*** Block opens ***

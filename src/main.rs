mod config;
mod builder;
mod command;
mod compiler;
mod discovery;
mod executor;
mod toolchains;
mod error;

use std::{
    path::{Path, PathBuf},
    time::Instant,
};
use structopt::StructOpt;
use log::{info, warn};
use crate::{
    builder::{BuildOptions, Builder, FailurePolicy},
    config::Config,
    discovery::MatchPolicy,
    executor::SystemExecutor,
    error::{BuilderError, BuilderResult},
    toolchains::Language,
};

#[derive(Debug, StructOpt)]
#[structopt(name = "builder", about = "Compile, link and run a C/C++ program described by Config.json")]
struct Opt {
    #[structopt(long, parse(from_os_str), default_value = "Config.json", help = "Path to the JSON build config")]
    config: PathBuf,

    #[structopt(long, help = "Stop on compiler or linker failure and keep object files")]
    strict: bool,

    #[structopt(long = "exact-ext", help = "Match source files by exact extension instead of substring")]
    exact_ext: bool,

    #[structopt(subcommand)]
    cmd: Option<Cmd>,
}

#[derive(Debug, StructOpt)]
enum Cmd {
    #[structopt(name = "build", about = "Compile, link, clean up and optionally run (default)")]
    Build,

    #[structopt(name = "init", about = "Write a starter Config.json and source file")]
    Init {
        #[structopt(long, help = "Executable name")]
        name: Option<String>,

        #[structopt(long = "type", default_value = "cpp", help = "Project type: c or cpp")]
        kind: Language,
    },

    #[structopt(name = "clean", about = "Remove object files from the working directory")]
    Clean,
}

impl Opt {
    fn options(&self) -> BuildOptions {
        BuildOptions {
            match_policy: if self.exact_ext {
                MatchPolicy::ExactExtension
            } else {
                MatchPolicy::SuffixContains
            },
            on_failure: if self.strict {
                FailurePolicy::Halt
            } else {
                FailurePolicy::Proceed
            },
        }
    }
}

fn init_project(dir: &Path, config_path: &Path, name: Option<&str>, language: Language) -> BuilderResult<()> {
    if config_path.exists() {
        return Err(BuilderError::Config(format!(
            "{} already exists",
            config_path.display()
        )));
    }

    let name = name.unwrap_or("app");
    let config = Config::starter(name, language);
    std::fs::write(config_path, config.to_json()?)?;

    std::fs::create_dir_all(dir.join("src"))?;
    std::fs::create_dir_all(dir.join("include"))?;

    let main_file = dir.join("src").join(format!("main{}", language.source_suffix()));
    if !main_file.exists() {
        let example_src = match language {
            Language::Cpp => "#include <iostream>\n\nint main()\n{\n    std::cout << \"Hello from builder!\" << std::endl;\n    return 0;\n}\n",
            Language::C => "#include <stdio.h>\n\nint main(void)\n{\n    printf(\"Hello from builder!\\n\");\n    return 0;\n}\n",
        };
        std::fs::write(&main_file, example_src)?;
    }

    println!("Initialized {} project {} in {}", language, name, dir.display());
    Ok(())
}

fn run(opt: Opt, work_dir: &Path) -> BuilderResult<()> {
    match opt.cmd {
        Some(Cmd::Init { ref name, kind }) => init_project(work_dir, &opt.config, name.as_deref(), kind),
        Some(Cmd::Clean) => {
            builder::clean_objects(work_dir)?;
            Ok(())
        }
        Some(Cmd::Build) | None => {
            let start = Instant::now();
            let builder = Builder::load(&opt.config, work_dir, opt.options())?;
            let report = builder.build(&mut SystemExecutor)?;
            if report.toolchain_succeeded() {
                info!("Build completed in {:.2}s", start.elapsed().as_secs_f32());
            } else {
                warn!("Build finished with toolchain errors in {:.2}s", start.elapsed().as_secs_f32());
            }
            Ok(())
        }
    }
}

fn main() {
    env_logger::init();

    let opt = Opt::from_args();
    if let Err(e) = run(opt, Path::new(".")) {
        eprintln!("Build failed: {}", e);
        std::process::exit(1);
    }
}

*** Block closes ***

# REQUIREMENT:
Copy every line of the data above in which the string "display" appears.

# EXERCISE SOLUTION:
            config_path.display()
    println!("Initialized {} project {} in {}", language, name, dir.display());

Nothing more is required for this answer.